Reference to prosodic structure is needed when formulating the F0-rules first of all in
order to determine the location of the PW-boundary tones (H# or L#) which constitute the
transitions to a following word accent. Reference to prosodic structure is further needed
in order to be able to model how speakers chunk up speech into PPh’s and PU’s.
2.1. Methodology
As speech data for rule implementation purposes, we have used recorded speech in order
to obtain an optimal segmental quality. We followed this methodology in order to
simulate as well as possible a future stage where the F0 rules are part of a concatenative
synthesis system. After some practice, a male speaker (the second author) was able to
produce utterances with a more or less flat F0 contour, and with minimal variation in
intensity and duration (using a monotonous, robot-like speaking style). This was desirable
in order to be able to test the effect of moving the location of accents while avoiding
secondary influences from duration differences. In Figure 5 an example of the
‘deaccented’ speech is illustrated. Intonation contours were then generated from this input
data using an implementation of the PSOLA technique [11].
A system for creating F0-files from the pre-recorded sentences and the associated
prosodic structure was further developed. The pre-recorded original sentences were
manually labeled with (1) an orthographic transcription of each word, (2) syllable
boundaries and (3) vowel onset time for the primary stressed syllable. If the last word
Figure 5. A labeled example of a ‘deaccented’ reading of the sentence Den röda bilen är
min favorit ‘The red car is my favorite’.
ended in (a) voiceless sound(s), a label for the (4) actual end of voicing was added in
order to be able to correctly time the end of the phrase accent in the voiced portion of the
final syllable.
The system creates an ‘ordinary’ text file by extracting words from the label file with
orthographic transcriptions. This text file is then analysed by the referent tracker and
prosodic parser [3-4]. The parser looks up each word in the lexicon and constructs a
prosodic structure for a sentence in terms of PW’s, PPh’s and PU’s. The labels ‘New’ or
‘Given’ are also assigned to each word based on the referent tracker [1]. From the lexicon
the system also derives word accent type and the number of syllables for each word. A
check is made that the lexically defined number of syllables is equal to the number of
syllables derived from the manual labeling.
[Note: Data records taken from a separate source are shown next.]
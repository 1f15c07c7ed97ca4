//! Framework-held state of one resource or data source instance.

use serde::Serialize;
use serde_json::{Map, Value};

use super::schema::Schema;
use crate::error::RobotError;

/// Encode a server number as a resource identifier.
#[must_use]
pub fn resource_id(server_number: u32) -> String {
    server_number.to_string()
}

/// Decode a resource identifier back into a server number.
///
/// # Errors
/// Returns [`RobotError::InvalidId`] unless `id` is a plain non-negative integer.
pub fn parse_resource_id(id: &str) -> Result<u32, RobotError> {
    if id.is_empty() || !id.bytes().all(|b| b.is_ascii_digit()) {
        return Err(RobotError::InvalidId(id.to_string()));
    }
    id.parse().map_err(|_| RobotError::InvalidId(id.to_string()))
}

/// Identifier and attribute values, checked against a schema on write.
#[derive(Debug, Clone, PartialEq)]
pub struct ResourceData {
    schema: Schema,
    id: Option<String>,
    values: Map<String, Value>,
}

impl ResourceData {
    /// Empty state for `schema`.
    #[must_use]
    pub fn new(schema: Schema) -> Self {
        Self {
            schema,
            id: None,
            values: Map::new(),
        }
    }

    /// State populated from a configuration object.
    ///
    /// # Errors
    /// Returns error if `config` is not an object or holds undeclared or mistyped attributes.
    pub fn from_config(schema: Schema, config: Value) -> Result<Self, RobotError> {
        let Value::Object(map) = config else {
            return Err(RobotError::Attribute(
                "configuration must be an object".to_string(),
            ));
        };

        let mut data = Self::new(schema);
        for (name, value) in map {
            data.set_value(&name, value)?;
        }
        Ok(data)
    }

    /// State for an import, carrying only the identifier.
    #[must_use]
    pub fn for_import(schema: Schema, id: impl Into<String>) -> Self {
        let mut data = Self::new(schema);
        data.set_id(id);
        data
    }

    /// Schema this state is checked against.
    #[must_use]
    pub fn schema(&self) -> &Schema {
        &self.schema
    }

    /// Resource identifier, `None` when not tracked.
    #[must_use]
    pub fn id(&self) -> Option<&str> {
        self.id.as_deref()
    }

    /// Set the identifier.
    pub fn set_id(&mut self, id: impl Into<String>) {
        self.id = Some(id.into());
    }

    /// Stop tracking the resource.
    pub fn clear_id(&mut self) {
        self.id = None;
    }

    /// All attribute values.
    #[must_use]
    pub fn values(&self) -> &Map<String, Value> {
        &self.values
    }

    /// Raw attribute value.
    #[must_use]
    pub fn get(&self, name: &str) -> Option<&Value> {
        self.values.get(name).filter(|v| !v.is_null())
    }

    /// String attribute; unset reads as `None`.
    ///
    /// # Errors
    /// Returns error if the value is not a string.
    pub fn get_str(&self, name: &str) -> Result<Option<&str>, RobotError> {
        self.get(name)
            .map(|v| {
                v.as_str()
                    .ok_or_else(|| RobotError::Attribute(format!("{name} is not a string")))
            })
            .transpose()
    }

    /// Integer attribute; unset reads as `None`.
    ///
    /// # Errors
    /// Returns error if the value is not an integer.
    pub fn get_int(&self, name: &str) -> Result<Option<i64>, RobotError> {
        self.get(name)
            .map(|v| {
                v.as_i64()
                    .ok_or_else(|| RobotError::Attribute(format!("{name} is not an integer")))
            })
            .transpose()
    }

    /// List-of-strings attribute; unset reads as empty.
    ///
    /// # Errors
    /// Returns error if the value is not a list of strings.
    pub fn get_str_list(&self, name: &str) -> Result<Vec<String>, RobotError> {
        let Some(value) = self.get(name) else {
            return Ok(Vec::new());
        };
        value
            .as_array()
            .and_then(|items| {
                items
                    .iter()
                    .map(|item| item.as_str().map(str::to_string))
                    .collect()
            })
            .ok_or_else(|| RobotError::Attribute(format!("{name} is not a list of strings")))
    }

    /// Server number from an integer attribute.
    ///
    /// # Errors
    /// Returns error if the attribute is unset or not a valid server number.
    pub fn get_server_number(&self, name: &str) -> Result<u32, RobotError> {
        let raw = self
            .get_int(name)?
            .ok_or_else(|| RobotError::Attribute(format!("{name} is required")))?;
        u32::try_from(raw)
            .map_err(|_| RobotError::Attribute(format!("{name} out of range: {raw}")))
    }

    /// Set an attribute declared in the schema.
    ///
    /// # Errors
    /// Returns error if the attribute is undeclared or the value has the wrong type.
    pub fn set(&mut self, name: &str, value: impl Serialize) -> Result<(), RobotError> {
        let value = serde_json::to_value(value)?;
        self.set_value(name, value)
    }

    fn set_value(&mut self, name: &str, value: Value) -> Result<(), RobotError> {
        let attribute = self
            .schema
            .attribute(name)
            .ok_or_else(|| RobotError::Attribute(format!("{name} is not in the schema")))?;
        if !attribute.ty.accepts(&value) {
            return Err(RobotError::Attribute(format!(
                "{name} expects {:?}, got {value}",
                attribute.ty
            )));
        }
        self.values.insert(name.to_string(), value);
        Ok(())
    }

    /// Check every required attribute is set.
    ///
    /// # Errors
    /// Returns error naming the first missing attribute.
    pub fn check_required(&self) -> Result<(), RobotError> {
        match self.schema.required().find(|name| self.get(name).is_none()) {
            Some(name) => Err(RobotError::Attribute(format!("{name} is required"))),
            None => Ok(()),
        }
    }
}
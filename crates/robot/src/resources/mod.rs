//! Declarative resources and data sources over the Robot accessors.
//!
//! The adapters translate configuration held in [`ResourceData`] into
//! [`RobotApi`](crate::api::RobotApi) calls and copy the results back. The
//! accessor is injected through the constructor; nothing is shared through
//! untyped context.

mod boot;
mod data;
mod provider;
mod schema;
mod server;

use async_trait::async_trait;

pub use boot::{BootDataSource, BootResource};
pub use data::{parse_resource_id, resource_id, ResourceData};
pub use provider::RobotProvider;
pub use schema::{AttrType, Attribute, Schema};
pub use server::{ServerDataSource, ServersDataSource};

use crate::error::RobotError;

/// Managed resource with a create/read/update/delete/import lifecycle.
#[async_trait]
pub trait Resource: Send + Sync {
    /// Type name, e.g. `hetznerrobot_boot`.
    fn type_name(&self) -> &'static str;

    /// Attribute schema.
    fn schema(&self) -> Schema;

    /// Apply configuration and record the identifier.
    async fn create(&self, data: &mut ResourceData) -> Result<(), RobotError>;

    /// Refresh state for the tracked identifier.
    async fn read(&self, data: &mut ResourceData) -> Result<(), RobotError>;

    /// Re-apply changed configuration.
    async fn update(&self, data: &mut ResourceData) -> Result<(), RobotError>;

    /// Stop managing the resource.
    async fn delete(&self, data: &mut ResourceData) -> Result<(), RobotError>;

    /// Build state from an externally supplied identifier.
    async fn import(&self, data: ResourceData) -> Result<Vec<ResourceData>, RobotError>;
}

/// Read-only data source.
#[async_trait]
pub trait DataSource: Send + Sync {
    /// Type name, e.g. `hetznerrobot_server`.
    fn type_name(&self) -> &'static str;

    /// Attribute schema.
    fn schema(&self) -> Schema;

    /// Populate computed attributes.
    async fn read(&self, data: &mut ResourceData) -> Result<(), RobotError>;
}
An example of this lexical information is
given in Figure 6:
den 1 /d'än/ {pron} <den{pron}>
röda 2 /r"öd2 a/ {a23 } <röd{a23 }, a2e, 1>
bilen 1 /b'Ilën/ {s2 3 } <bil{s2 3 }, s2q, 1>
är 1 /'Ær/ {v pres} <är{v pres}>
min 1 /m'in/ {pron} <min{pron}>
favorit 1 /favor'It/ {s3} <favorit{s3}>
Figure 6. An example of the entries from Hedelin et al.’s lexicon [2] for the words in the
utterance in Figure 5 showing accent type and word class/inflexion class information.
The system contains a large set of rules for transforming a linguistically parsed sentence
into a label file consisting of a sequence of F0 values. These rules have as their domain
the Prosodic Phrase. Within the Prosodic Phrase, different sets of rules apply to a number
of positions: 1. Final Focal Prosodic Word, 2. Post-Focal Prosodic Words
(Downstepping), 3. Prefocal Prosodic Words.
Within each PW different rules are applied depending on the number of Function Words,
as well as the number of syllables before, after and within the Content Word. Durations
and timing are taken from the syllable boundaries and vowel onset times which are
manually labeled at this stage. Thus, a sequence of Time-F0 pairs are constructed. In the
top label tier in Figure 8, just below the F0 contours, is an example of such a sequence of
F0 values expressed in Hertz. The F0 values in the current rules are representative of a
male voice, with a range extending between 75 and 150 Hertz and with a floor at 100
Hertz. The prominence levels used are thus extrapolations from the data-base which is
spoken by a female whose F0 range is of course much higher. We have attempted,
however, to make the F0 levels realizing word accents and boundary tones for the male
speaker the same as the levels used by the female expressed in percent of the distance
between the bottom and top of the speaker-range.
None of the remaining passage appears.